• PROBLEM DESCRIPTION:
Your answer is to be the count alone: the number of lines in the data below where "iter" appears.

(Stored data)

// Validación de una combinación de secciones (una por curso).
use crate::algorithm::conflict::{bloques_se_solapan, verificar_traslado};
use crate::algorithm::topones::es_topon_valido;
use crate::models::{Bloque, Conflicto, ReglaTopon, TipoConflicto, ToponAceptado};

#[derive(Debug, Clone, Default, PartialEq)]
pub struct ResultadoValidacion {
    pub es_valido: bool,
    pub conflictos: Vec<Conflicto>,
    pub topones_validos: Vec<ToponAceptado>,
}

/// Verifica cada par de bloques de la combinación.
///
/// `secciones` trae los bloques de cada opción elegida. Los bloques de una
/// misma opción nunca se comparan entre sí. Un solapamiento se acepta si
/// coincide con un topón registrado; si no, es conflicto `overlap`. Bloques
/// que no se solapan pasan por el chequeo de traslado (`travel_time`).
pub fn validar_combinacion(secciones: &[&[Bloque]], reglas: &[ReglaTopon]) -> ResultadoValidacion {
    let todos: Vec<(usize, &Bloque)> = secciones
        .iter()
        .enumerate()
        .flat_map(|(i, bloques)| bloques.iter().map(move |b| (i, b)))
        .collect();

    let mut conflictos = Vec::new();
    let mut topones_validos = Vec::new();

    for i in 0..todos.len() {
        let (dueno_i, b1) = todos[i];
        for &(dueno_j, b2) in &todos[i + 1..] {
            if dueno_i == dueno_j {
                continue;
            }
            if bloques_se_solapan(b1, b2) {
                match es_topon_valido(b1, b2, reglas) {
                    (true, Some(tipo)) => topones_validos.push(ToponAceptado {
                        tipo,
                        bloque1: b1.clone(),
                        bloque2: b2.clone(),
                        mensaje: format!("Topón válido ({}): {} y {} el {}", tipo.as_str(), b1.curso, b2.curso, b1.dia),
                    }),
                    _ => conflictos.push(Conflicto {
                        tipo: TipoConflicto::Solapamiento,
                        bloque1: b1.clone(),
                        bloque2: b2.clone(),
                        mensaje: format!("Topón horario: {} y {} el {}", b1.curso, b2.curso, b1.dia),
                    }),
                }
            } else if let (false, mensaje) = verificar_traslado(b1, b2) {
                conflictos.push(Conflicto {
                    tipo: TipoConflicto::TiempoTraslado,
                    bloque1: b1.clone(),
                    bloque2: b2.clone(),
                    mensaje: mensaje.unwrap_or_default(),
                });
            }
        }
    }

    ResultadoValidacion {
        es_valido: conflictos.is_empty(),
        conflictos,
        topones_validos,
    }
}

• RESULT FOR THIS TASK:
2